■ WORK TO COMPLETE ■
Where in the entries below does "find" appear? Copy every line that has it.

■ SOURCE DATA ■
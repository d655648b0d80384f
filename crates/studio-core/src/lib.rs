pub mod agent;
pub mod config;
pub mod conversation;
pub mod credential;
pub mod error;
pub mod preview;
pub mod profile;
pub mod scheduler;
pub mod studio;
pub mod task;

pub use error::{Error, Result};
pub use studio::{Action, AppState, Outcome, Studio};
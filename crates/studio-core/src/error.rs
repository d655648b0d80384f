use thiserror::Error;

#[derive(Error, Debug)]
pub enum Error {
    #[error("Profile '{0}' not found")]
    ProfileNotFound(String),

    #[error("Profile '{0}' already exists")]
    ProfileExists(String),

    #[error("Unknown profile field: {0}")]
    UnknownField(String),

    #[error("Agent {0} not found")]
    AgentNotFound(u64),

    #[error("Task {0} not found")]
    TaskNotFound(u64),

    #[error("Task {id} progress cannot go back from {current}% to {requested}%")]
    ProgressRegression { id: u64, current: u8, requested: u8 },

    #[error("Credential {0} not found")]
    CredentialNotFound(u64),

    #[error("Unknown provider: {0}")]
    UnknownProvider(String),

    #[error("Model '{model}' is not offered by {provider}")]
    ModelNotOffered { provider: String, model: String },

    #[error("Saved configuration '{0}' not found")]
    ConfigNotFound(String),

    #[error("Invalid URL: {0}")]
    InvalidUrl(String),

    #[error("Invalid value: {0}")]
    InvalidValue(String),

    #[error("Failed to serialize state: {0}")]
    Serialize(#[from] serde_json::Error),
}

pub type Result<T> = std::result::Result<T, Error>;
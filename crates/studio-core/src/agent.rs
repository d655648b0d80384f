use crate::{Error, Result};
use chrono::{DateTime, Utc};
use serde::{Deserialize, Serialize};
use std::fmt;
use std::str::FromStr;

/// What an agent is meant to automate
#[derive(Debug, Clone, Copy, PartialEq, Eq, Default, Serialize, Deserialize)]
#[serde(rename_all = "kebab-case")]
pub enum AgentKind {
    #[default]
    BrowserUse,
    WebScraper,
    FormFiller,
    EmailAutomation,
    DataEnricher,
    Custom,
}

impl AgentKind {
    pub const ALL: [AgentKind; 6] = [
        AgentKind::BrowserUse,
        AgentKind::WebScraper,
        AgentKind::FormFiller,
        AgentKind::EmailAutomation,
        AgentKind::DataEnricher,
        AgentKind::Custom,
    ];

    pub fn as_str(&self) -> &'static str {
        match self {
            AgentKind::BrowserUse => "browser-use",
            AgentKind::WebScraper => "web-scraper",
            AgentKind::FormFiller => "form-filler",
            AgentKind::EmailAutomation => "email-automation",
            AgentKind::DataEnricher => "data-enricher",
            AgentKind::Custom => "custom",
        }
    }

    pub fn label(&self) -> &'static str {
        match self {
            AgentKind::BrowserUse => "Browser-Use Agent",
            AgentKind::WebScraper => "Web Scraper",
            AgentKind::FormFiller => "Form Filler",
            AgentKind::EmailAutomation => "Email Automation",
            AgentKind::DataEnricher => "Data Enricher",
            AgentKind::Custom => "Custom Agent",
        }
    }
}

impl fmt::Display for AgentKind {
    fn fmt(&self, f: &mut fmt::Formatter<'_>) -> fmt::Result {
        f.pad(self.as_str())
    }
}

impl FromStr for AgentKind {
    type Err = Error;

    fn from_str(s: &str) -> Result<Self> {
        AgentKind::ALL
            .iter()
            .find(|k| k.as_str() == s.trim().to_lowercase())
            .copied()
            .ok_or_else(|| Error::InvalidValue(format!("unknown agent kind '{}'", s)))
    }
}

#[derive(Debug, Clone, Copy, PartialEq, Eq, Serialize, Deserialize)]
#[serde(rename_all = "lowercase")]
pub enum AgentStatus {
    Active,
    Inactive,
}

impl AgentStatus {
    fn toggled(self) -> Self {
        match self {
            AgentStatus::Active => AgentStatus::Inactive,
            AgentStatus::Inactive => AgentStatus::Active,
        }
    }
}

#[derive(Debug, Clone, Serialize, Deserialize)]
#[serde(rename_all = "camelCase")]
pub struct Agent {
    pub id: u64,
    pub name: String,
    #[serde(rename = "type")]
    pub kind: AgentKind,
    pub prompt: String,
    pub status: AgentStatus,
    pub created_at: DateTime<Utc>,
}

/// Created agent definitions, in creation order
#[derive(Debug, Default, Serialize)]
pub struct AgentRegistry {
    agents: Vec<Agent>,
    #[serde(skip)]
    next_id: u64,
}

impl AgentRegistry {
    pub fn new() -> Self {
        Self::default()
    }

    /// Register a new agent with status `active`
    ///
    /// Returns `None` without touching the registry when `name` is empty.
    /// Whitespace counts as a name.
    pub fn create_agent(&mut self, name: &str, kind: AgentKind, prompt: &str) -> Option<&Agent> {
        if name.is_empty() {
            tracing::debug!("Ignoring agent creation with empty name");
            return None;
        }

        self.next_id += 1;
        self.agents.push(Agent {
            id: self.next_id,
            name: name.to_string(),
            kind,
            prompt: prompt.to_string(),
            status: AgentStatus::Active,
            created_at: Utc::now(),
        });
        tracing::debug!("Created agent {} '{}' ({})", self.next_id, name, kind);
        self.agents.last()
    }

    /// Flip an agent between active and inactive, returning the new status
    pub fn toggle_status(&mut self, id: u64) -> Result<AgentStatus> {
        let agent = self
            .agents
            .iter_mut()
            .find(|a| a.id == id)
            .ok_or(Error::AgentNotFound(id))?;
        agent.status = agent.status.toggled();
        Ok(agent.status)
    }

    pub fn remove(&mut self, id: u64) -> Result<Agent> {
        let idx = self
            .agents
            .iter()
            .position(|a| a.id == id)
            .ok_or(Error::AgentNotFound(id))?;
        Ok(self.agents.remove(idx))
    }

    pub fn get(&self, id: u64) -> Option<&Agent> {
        self.agents.iter().find(|a| a.id == id)
    }

    pub fn list(&self) -> &[Agent] {
        &self.agents
    }

    pub fn len(&self) -> usize {
        self.agents.len()
    }

    pub fn is_empty(&self) -> bool {
        self.agents.is_empty()
    }
}

#[cfg(test)]
mod tests {
    use super::*;

    #[test]
    fn test_create_agent_with_empty_name_is_noop() {
        let mut registry = AgentRegistry::new();
        assert!(registry.create_agent("", AgentKind::Custom, "x").is_none());
        assert_eq!(registry.len(), 0);
    }

    #[test]
    fn test_create_agent_keeps_whitespace_name() {
        let mut registry = AgentRegistry::new();
        let agent = registry.create_agent("   ", AgentKind::Custom, "x").unwrap();

        assert_eq!(agent.name, "   ");
        assert_eq!(registry.len(), 1);
    }

    #[test]
    fn test_agent_serializes_kind_as_type() {
        let mut registry = AgentRegistry::new();
        let agent = registry
            .create_agent("Mailer", AgentKind::EmailAutomation, "")
            .unwrap();
        let json = serde_json::to_value(agent).unwrap();

        assert_eq!(json["type"], "email-automation");
        assert!(json.get("kind").is_none());
        assert!(json.get("createdAt").is_some());
    }

    #[test]
    fn test_create_agent_defaults_to_active() {
        let mut registry = AgentRegistry::new();
        let agent = registry
            .create_agent("Scraper", AgentKind::WebScraper, "collect prices")
            .unwrap();

        assert_eq!(agent.status, AgentStatus::Active);
        assert_eq!(agent.kind, AgentKind::WebScraper);
        assert_eq!(registry.len(), 1);
    }

    #[test]
    fn test_agent_ids_are_unique() {
        let mut registry = AgentRegistry::new();
        let a = registry.create_agent("a", AgentKind::Custom, "").unwrap().id;
        let b = registry.create_agent("b", AgentKind::Custom, "").unwrap().id;
        assert_ne!(a, b);
    }

    #[test]
    fn test_toggle_and_remove() {
        let mut registry = AgentRegistry::new();
        let id = registry
            .create_agent("Filler", AgentKind::FormFiller, "")
            .unwrap()
            .id;

        assert_eq!(registry.toggle_status(id).unwrap(), AgentStatus::Inactive);
        assert_eq!(registry.toggle_status(id).unwrap(), AgentStatus::Active);

        let removed = registry.remove(id).unwrap();
        assert_eq!(removed.name, "Filler");
        assert!(registry.is_empty());
        assert!(matches!(registry.remove(id), Err(Error::AgentNotFound(_))));
    }

    #[test]
    fn test_kind_parse() {
        assert_eq!(
            "email-automation".parse::<AgentKind>().unwrap(),
            AgentKind::EmailAutomation
        );
        assert!("crawler".parse::<AgentKind>().is_err());
    }
}
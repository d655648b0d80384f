use crate::OutputFormat;
use anyhow::Result;
use studio_core::agent::AgentKind;

#[derive(Debug, serde::Serialize)]
struct KindInfo {
    kind: &'static str,
    label: &'static str,
}

/// List the kinds an agent can be created with
pub fn kinds(format: OutputFormat) -> Result<()> {
    let kinds: Vec<KindInfo> = AgentKind::ALL
        .iter()
        .map(|k| KindInfo {
            kind: k.as_str(),
            label: k.label(),
        })
        .collect();

    match format {
        OutputFormat::Json => println!("{}", serde_json::to_string_pretty(&kinds)?),
        OutputFormat::Table => {
            println!("Kind,Label");
            for info in &kinds {
                println!("{},{}", info.kind, info.label);
            }
        }
        OutputFormat::Pretty => {
            println!("Agent kinds:");
            println!();
            for info in &kinds {
                let marker = if info.kind == AgentKind::default().as_str() {
                    "* "
                } else {
                    "  "
                };
                println!("{}{:<20} {}", marker, info.kind, info.label);
            }
        }
    }

    Ok(())
}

■ WRITTEN SOLUTION ■
            .find(|k| k.as_str() == s.trim().to_lowercase())
            .find(|a| a.id == id)
        self.agents.iter().find(|a| a.id == id)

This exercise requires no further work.